Saved entries

* * * *

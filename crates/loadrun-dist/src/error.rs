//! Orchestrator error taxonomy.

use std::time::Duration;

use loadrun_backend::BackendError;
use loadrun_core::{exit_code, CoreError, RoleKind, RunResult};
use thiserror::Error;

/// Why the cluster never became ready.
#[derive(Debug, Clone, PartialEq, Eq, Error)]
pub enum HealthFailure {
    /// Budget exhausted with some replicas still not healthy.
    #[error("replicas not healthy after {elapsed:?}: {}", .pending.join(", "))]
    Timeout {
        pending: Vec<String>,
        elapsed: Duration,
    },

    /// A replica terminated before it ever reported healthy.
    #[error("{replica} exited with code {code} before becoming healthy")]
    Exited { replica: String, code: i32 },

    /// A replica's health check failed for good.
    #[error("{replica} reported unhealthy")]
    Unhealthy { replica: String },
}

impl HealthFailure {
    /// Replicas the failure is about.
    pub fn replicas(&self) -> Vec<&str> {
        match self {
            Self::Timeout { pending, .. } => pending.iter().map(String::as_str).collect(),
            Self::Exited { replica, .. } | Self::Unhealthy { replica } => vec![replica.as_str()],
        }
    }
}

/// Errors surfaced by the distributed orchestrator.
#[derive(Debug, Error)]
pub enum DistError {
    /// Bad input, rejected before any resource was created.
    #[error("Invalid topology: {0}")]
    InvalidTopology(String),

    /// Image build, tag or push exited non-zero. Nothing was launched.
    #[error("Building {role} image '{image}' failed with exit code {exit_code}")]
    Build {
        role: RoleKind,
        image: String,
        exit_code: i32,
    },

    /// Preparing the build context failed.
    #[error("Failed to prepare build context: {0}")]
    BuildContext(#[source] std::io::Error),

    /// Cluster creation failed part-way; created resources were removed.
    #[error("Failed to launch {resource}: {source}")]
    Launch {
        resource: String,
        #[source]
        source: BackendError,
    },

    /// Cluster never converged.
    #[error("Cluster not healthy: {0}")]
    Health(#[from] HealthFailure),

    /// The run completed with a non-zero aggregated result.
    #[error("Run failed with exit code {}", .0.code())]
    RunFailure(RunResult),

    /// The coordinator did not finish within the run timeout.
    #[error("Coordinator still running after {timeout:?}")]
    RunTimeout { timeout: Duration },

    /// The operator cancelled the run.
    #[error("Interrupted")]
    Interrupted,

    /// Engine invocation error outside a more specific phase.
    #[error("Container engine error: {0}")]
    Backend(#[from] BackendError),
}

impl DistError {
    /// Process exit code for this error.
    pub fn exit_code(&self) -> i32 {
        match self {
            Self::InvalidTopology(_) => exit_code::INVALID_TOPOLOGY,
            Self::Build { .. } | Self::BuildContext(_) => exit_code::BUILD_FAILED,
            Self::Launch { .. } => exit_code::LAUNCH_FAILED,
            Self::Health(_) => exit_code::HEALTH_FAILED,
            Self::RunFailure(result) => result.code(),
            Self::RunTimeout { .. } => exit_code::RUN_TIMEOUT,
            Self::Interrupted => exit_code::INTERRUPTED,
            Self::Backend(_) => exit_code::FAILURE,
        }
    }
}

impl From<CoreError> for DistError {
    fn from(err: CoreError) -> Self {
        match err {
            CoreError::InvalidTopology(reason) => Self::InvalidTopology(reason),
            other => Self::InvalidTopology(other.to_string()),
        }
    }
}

* * * *

#### [EXERCISE INSTRUCTIONS]
From the entries, copy every line in which the string "RunResult" can be found.

#### [EXERCISE SOLUTION]
use loadrun_core::{exit_code, CoreError, RoleKind, RunResult};
    RunFailure(RunResult),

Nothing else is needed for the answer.